### Activity
In the entries below, find the line with "pub fn get(&self, axis: Axis)" and the line with "for (axis, suffix)". Reproduce those two lines and every line between them exactly, and nothing more.

### Stored data
───

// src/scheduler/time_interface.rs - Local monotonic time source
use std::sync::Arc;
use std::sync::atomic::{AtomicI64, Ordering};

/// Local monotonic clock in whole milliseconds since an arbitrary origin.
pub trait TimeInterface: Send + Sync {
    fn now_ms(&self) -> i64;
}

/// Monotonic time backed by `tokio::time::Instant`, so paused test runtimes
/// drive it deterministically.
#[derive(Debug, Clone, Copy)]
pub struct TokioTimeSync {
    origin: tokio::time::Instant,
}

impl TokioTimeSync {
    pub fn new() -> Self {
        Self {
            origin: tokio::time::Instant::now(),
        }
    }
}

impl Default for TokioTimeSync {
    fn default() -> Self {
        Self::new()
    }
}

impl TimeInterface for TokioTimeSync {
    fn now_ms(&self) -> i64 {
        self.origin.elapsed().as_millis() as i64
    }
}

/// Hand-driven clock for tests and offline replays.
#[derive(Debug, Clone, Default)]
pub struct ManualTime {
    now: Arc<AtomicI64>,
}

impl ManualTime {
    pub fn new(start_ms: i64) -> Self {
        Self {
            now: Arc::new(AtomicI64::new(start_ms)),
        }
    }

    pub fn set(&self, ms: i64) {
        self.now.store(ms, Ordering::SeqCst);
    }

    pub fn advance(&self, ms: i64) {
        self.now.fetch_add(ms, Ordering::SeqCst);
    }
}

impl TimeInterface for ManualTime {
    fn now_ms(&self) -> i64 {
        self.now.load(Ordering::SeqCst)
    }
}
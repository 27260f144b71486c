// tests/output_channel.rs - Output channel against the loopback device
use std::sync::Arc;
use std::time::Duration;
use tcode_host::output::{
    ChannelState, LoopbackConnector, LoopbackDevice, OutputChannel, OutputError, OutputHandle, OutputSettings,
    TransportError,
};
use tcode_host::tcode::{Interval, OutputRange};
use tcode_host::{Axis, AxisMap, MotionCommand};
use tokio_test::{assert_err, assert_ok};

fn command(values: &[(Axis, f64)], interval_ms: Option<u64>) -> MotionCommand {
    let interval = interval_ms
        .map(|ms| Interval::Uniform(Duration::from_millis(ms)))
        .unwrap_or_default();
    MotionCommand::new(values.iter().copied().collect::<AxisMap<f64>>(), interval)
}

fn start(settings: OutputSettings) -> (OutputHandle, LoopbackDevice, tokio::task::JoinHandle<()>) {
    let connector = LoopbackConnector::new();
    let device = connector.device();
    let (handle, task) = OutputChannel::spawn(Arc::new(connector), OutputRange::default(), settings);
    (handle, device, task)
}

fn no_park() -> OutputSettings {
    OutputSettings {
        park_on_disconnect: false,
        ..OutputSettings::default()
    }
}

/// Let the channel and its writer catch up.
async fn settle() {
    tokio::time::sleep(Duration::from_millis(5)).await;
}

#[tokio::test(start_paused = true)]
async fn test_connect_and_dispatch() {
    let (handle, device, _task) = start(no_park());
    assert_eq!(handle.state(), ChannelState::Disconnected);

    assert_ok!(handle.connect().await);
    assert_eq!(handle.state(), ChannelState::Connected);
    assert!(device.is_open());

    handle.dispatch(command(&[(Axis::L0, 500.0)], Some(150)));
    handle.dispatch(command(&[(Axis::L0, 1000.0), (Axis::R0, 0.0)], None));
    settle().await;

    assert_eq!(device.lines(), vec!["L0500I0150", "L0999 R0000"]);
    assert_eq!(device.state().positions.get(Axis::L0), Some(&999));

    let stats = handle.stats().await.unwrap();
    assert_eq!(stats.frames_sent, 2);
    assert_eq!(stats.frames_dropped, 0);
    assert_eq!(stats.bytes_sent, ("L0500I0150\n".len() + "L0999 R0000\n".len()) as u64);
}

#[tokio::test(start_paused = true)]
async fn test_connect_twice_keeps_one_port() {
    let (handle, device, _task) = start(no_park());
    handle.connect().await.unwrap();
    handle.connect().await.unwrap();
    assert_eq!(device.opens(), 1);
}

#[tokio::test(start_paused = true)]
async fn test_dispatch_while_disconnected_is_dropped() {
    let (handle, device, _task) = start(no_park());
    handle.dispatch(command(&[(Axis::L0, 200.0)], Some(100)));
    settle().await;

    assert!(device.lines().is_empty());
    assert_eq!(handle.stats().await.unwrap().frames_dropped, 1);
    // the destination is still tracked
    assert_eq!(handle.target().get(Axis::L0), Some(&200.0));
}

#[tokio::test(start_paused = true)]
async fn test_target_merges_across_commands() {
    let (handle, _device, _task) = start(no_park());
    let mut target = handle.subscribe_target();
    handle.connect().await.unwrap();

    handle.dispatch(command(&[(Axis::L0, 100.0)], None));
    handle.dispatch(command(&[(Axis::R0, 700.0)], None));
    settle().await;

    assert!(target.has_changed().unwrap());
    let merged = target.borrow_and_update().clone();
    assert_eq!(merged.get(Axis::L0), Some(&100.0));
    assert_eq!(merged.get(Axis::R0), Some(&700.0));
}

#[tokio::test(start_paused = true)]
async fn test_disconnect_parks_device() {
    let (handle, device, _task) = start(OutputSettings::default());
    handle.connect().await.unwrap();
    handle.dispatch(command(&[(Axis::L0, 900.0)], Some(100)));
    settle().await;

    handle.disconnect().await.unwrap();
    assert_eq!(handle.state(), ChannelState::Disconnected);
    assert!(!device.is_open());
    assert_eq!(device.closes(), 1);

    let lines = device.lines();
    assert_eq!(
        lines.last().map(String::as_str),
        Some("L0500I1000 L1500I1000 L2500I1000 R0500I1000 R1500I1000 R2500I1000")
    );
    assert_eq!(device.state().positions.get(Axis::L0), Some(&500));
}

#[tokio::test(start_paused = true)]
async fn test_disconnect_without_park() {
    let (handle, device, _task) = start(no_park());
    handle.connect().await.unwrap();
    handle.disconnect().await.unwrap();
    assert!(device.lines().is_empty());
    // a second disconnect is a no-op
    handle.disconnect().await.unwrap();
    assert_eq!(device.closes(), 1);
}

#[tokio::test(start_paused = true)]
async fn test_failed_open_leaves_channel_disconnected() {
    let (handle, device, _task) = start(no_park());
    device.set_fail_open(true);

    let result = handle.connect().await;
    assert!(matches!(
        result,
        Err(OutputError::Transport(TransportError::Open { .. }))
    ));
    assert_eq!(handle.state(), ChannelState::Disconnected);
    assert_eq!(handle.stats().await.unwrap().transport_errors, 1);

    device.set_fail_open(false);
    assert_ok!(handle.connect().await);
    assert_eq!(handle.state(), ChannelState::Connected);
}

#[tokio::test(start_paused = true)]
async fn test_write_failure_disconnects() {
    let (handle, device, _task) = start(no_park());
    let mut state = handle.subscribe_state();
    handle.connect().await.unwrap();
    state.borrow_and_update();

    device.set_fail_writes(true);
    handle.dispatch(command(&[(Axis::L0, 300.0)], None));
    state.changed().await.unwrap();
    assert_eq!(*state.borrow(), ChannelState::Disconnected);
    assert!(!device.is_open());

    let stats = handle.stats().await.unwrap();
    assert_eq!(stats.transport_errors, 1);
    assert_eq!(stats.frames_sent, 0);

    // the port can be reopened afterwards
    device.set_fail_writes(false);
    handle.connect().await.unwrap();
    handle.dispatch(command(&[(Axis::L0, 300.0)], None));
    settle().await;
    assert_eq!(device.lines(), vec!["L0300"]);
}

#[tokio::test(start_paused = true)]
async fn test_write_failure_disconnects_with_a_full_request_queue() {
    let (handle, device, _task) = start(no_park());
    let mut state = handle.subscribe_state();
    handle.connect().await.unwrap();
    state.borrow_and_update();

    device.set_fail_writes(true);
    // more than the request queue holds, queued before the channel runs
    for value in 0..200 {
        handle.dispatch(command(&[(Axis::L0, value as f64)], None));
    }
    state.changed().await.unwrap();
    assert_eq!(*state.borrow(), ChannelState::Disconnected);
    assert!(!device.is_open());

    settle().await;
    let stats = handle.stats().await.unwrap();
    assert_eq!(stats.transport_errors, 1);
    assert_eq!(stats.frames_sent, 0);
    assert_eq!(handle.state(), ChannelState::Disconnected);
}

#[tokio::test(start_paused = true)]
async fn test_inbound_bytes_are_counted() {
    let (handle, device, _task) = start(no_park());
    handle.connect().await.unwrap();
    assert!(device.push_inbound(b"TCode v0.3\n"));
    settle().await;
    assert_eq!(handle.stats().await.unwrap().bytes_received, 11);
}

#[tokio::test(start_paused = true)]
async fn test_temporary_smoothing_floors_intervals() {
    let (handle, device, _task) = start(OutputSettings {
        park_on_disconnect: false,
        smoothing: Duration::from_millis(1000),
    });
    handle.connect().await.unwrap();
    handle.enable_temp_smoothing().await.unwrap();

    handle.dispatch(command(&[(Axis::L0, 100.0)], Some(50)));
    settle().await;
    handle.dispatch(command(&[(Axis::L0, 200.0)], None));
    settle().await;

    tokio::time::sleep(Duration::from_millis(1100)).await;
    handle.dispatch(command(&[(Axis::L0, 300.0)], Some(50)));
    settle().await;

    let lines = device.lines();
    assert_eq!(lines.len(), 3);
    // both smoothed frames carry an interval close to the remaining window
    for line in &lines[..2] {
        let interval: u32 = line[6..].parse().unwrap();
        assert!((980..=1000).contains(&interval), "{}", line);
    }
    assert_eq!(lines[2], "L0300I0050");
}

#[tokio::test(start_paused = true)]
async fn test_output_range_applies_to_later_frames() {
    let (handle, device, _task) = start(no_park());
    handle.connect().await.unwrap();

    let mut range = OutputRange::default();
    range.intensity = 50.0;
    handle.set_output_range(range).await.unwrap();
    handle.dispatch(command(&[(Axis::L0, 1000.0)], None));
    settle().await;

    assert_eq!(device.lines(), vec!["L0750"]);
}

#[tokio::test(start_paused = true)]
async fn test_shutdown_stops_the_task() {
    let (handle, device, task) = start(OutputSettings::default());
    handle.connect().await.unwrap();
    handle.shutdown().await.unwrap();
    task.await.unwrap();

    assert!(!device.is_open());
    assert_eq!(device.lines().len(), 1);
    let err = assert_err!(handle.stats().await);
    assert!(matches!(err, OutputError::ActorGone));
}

───

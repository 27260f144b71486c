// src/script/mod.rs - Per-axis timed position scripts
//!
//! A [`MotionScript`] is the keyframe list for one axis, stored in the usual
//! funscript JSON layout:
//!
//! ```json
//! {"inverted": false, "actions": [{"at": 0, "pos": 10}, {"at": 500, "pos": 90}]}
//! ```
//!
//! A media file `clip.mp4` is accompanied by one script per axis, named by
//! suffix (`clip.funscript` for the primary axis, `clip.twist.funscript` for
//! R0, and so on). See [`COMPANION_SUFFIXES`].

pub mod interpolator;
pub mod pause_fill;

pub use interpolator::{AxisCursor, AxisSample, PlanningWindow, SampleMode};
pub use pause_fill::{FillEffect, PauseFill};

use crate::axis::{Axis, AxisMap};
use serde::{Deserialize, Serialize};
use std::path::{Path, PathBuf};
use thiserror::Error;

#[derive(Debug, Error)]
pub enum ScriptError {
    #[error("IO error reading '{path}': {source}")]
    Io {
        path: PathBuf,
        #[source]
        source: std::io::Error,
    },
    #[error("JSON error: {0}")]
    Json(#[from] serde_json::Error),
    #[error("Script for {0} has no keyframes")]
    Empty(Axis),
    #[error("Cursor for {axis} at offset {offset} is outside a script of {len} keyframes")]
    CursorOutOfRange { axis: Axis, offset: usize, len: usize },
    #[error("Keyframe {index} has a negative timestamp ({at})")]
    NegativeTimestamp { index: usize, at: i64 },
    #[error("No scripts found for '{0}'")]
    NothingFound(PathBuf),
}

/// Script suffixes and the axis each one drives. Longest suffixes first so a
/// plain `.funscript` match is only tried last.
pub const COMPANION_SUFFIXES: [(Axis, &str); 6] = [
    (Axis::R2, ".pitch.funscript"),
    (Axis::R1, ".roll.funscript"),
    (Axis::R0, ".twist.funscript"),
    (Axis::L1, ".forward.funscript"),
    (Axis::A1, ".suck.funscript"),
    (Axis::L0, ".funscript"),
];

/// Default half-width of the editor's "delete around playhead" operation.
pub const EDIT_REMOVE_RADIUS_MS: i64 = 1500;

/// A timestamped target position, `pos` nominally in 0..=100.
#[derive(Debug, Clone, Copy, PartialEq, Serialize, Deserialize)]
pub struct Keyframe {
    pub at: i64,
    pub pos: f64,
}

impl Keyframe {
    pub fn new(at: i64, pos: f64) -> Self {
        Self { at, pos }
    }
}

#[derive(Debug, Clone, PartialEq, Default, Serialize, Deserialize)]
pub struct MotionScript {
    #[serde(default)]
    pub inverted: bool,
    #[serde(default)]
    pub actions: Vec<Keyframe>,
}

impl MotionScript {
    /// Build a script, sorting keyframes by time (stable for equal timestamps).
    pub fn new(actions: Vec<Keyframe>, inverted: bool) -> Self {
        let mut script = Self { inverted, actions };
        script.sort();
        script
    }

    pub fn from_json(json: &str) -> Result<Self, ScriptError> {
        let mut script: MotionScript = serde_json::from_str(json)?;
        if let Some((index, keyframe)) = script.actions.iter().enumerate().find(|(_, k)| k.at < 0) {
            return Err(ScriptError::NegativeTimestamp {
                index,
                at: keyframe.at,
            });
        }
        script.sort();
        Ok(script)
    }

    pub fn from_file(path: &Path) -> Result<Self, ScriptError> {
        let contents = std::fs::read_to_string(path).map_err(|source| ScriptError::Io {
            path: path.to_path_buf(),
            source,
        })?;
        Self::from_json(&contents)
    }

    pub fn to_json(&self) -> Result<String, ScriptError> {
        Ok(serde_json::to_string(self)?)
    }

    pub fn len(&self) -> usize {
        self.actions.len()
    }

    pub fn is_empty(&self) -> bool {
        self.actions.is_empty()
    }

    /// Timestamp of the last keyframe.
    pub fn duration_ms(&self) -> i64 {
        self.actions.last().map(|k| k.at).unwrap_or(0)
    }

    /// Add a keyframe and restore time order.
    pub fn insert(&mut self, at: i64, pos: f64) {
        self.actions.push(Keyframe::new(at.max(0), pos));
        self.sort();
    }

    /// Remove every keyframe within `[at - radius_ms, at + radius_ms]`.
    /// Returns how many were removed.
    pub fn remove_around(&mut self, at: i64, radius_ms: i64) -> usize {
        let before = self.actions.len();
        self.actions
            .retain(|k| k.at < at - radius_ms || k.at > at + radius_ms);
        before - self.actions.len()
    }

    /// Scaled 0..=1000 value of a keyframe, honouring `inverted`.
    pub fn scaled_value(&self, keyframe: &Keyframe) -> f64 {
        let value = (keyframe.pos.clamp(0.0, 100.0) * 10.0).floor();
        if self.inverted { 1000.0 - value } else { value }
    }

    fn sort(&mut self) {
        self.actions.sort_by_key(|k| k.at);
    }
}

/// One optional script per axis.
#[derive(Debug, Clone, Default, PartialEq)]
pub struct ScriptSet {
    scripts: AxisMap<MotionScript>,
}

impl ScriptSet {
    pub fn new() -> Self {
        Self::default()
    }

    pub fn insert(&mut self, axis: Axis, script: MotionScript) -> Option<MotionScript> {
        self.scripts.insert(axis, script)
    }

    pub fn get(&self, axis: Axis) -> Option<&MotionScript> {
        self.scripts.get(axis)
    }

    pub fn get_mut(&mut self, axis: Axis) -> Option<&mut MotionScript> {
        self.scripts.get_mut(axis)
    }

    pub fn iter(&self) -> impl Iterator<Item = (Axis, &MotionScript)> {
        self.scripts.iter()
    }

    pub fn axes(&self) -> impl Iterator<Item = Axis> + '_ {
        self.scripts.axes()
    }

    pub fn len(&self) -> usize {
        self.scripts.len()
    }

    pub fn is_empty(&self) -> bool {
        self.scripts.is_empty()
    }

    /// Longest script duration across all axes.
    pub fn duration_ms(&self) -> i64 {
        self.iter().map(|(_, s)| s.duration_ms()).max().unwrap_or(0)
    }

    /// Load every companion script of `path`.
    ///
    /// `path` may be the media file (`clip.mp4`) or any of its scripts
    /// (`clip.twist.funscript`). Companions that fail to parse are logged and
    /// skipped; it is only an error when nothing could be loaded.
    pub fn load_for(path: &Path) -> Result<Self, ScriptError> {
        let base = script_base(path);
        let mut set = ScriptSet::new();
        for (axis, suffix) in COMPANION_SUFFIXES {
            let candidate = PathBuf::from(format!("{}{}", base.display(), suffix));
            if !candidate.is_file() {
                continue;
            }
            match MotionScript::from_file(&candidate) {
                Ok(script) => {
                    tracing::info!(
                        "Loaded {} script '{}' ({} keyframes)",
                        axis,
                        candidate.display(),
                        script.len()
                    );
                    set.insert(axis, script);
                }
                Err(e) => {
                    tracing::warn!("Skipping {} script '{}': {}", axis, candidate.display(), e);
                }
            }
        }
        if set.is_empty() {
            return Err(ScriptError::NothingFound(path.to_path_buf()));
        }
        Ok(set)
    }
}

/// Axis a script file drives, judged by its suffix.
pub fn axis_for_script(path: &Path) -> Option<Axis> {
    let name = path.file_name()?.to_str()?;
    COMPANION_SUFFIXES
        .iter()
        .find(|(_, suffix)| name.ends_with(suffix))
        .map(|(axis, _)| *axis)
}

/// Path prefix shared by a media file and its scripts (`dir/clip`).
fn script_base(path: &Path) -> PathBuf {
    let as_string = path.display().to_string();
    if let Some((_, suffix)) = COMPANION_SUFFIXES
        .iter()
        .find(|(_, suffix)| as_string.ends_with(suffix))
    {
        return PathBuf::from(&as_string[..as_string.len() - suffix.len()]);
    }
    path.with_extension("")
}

───

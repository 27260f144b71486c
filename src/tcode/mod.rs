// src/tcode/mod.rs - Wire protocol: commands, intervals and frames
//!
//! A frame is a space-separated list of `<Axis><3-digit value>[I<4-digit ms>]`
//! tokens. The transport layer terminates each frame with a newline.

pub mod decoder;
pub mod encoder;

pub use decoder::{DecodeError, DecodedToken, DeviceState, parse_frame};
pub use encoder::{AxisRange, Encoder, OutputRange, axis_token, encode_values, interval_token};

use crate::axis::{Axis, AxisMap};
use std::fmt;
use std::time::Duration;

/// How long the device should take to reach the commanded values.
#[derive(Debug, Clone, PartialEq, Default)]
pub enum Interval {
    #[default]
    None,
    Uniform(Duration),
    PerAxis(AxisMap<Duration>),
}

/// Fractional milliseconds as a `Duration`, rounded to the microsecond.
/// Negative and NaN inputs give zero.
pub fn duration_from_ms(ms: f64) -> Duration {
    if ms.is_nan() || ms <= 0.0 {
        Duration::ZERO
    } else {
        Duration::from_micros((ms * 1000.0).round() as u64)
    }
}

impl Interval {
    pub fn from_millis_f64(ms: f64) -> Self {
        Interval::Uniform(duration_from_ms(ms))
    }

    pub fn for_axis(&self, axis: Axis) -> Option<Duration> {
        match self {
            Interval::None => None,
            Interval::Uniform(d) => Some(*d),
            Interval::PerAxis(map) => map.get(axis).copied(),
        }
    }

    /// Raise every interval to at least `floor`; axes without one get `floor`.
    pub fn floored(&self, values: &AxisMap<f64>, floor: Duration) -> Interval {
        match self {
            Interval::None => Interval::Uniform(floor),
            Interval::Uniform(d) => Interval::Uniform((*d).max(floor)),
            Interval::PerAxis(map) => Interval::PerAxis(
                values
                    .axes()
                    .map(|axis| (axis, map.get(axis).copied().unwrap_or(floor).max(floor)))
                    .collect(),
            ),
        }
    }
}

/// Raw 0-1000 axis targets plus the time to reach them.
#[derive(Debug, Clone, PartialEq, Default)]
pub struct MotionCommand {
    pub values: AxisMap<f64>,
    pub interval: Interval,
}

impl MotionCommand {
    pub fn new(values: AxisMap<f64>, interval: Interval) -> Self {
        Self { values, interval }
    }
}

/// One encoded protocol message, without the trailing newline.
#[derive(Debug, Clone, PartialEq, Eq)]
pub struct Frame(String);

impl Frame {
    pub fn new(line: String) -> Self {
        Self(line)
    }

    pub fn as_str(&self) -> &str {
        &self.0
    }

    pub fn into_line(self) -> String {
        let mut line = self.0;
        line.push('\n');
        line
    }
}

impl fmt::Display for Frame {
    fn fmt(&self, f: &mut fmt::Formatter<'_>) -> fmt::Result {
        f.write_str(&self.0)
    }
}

───

### Reply
    pub fn get(&self, axis: Axis) -> Option<&MotionScript> {
        self.scripts.get(axis)
    }

    pub fn get_mut(&mut self, axis: Axis) -> Option<&mut MotionScript> {
        self.scripts.get_mut(axis)
    }

    pub fn iter(&self) -> impl Iterator<Item = (Axis, &MotionScript)> {
        self.scripts.iter()
    }

    pub fn axes(&self) -> impl Iterator<Item = Axis> + '_ {
        self.scripts.axes()
    }

    pub fn len(&self) -> usize {
        self.scripts.len()
    }

    pub fn is_empty(&self) -> bool {
        self.scripts.is_empty()
    }

    /// Longest script duration across all axes.
    pub fn duration_ms(&self) -> i64 {
        self.iter().map(|(_, s)| s.duration_ms()).max().unwrap_or(0)
    }

    /// Load every companion script of `path`.
    ///
    /// `path` may be the media file (`clip.mp4`) or any of its scripts
    /// (`clip.twist.funscript`). Companions that fail to parse are logged and
    /// skipped; it is only an error when nothing could be loaded.
    pub fn load_for(path: &Path) -> Result<Self, ScriptError> {
        let base = script_base(path);
        let mut set = ScriptSet::new();
        for (axis, suffix) in COMPANION_SUFFIXES {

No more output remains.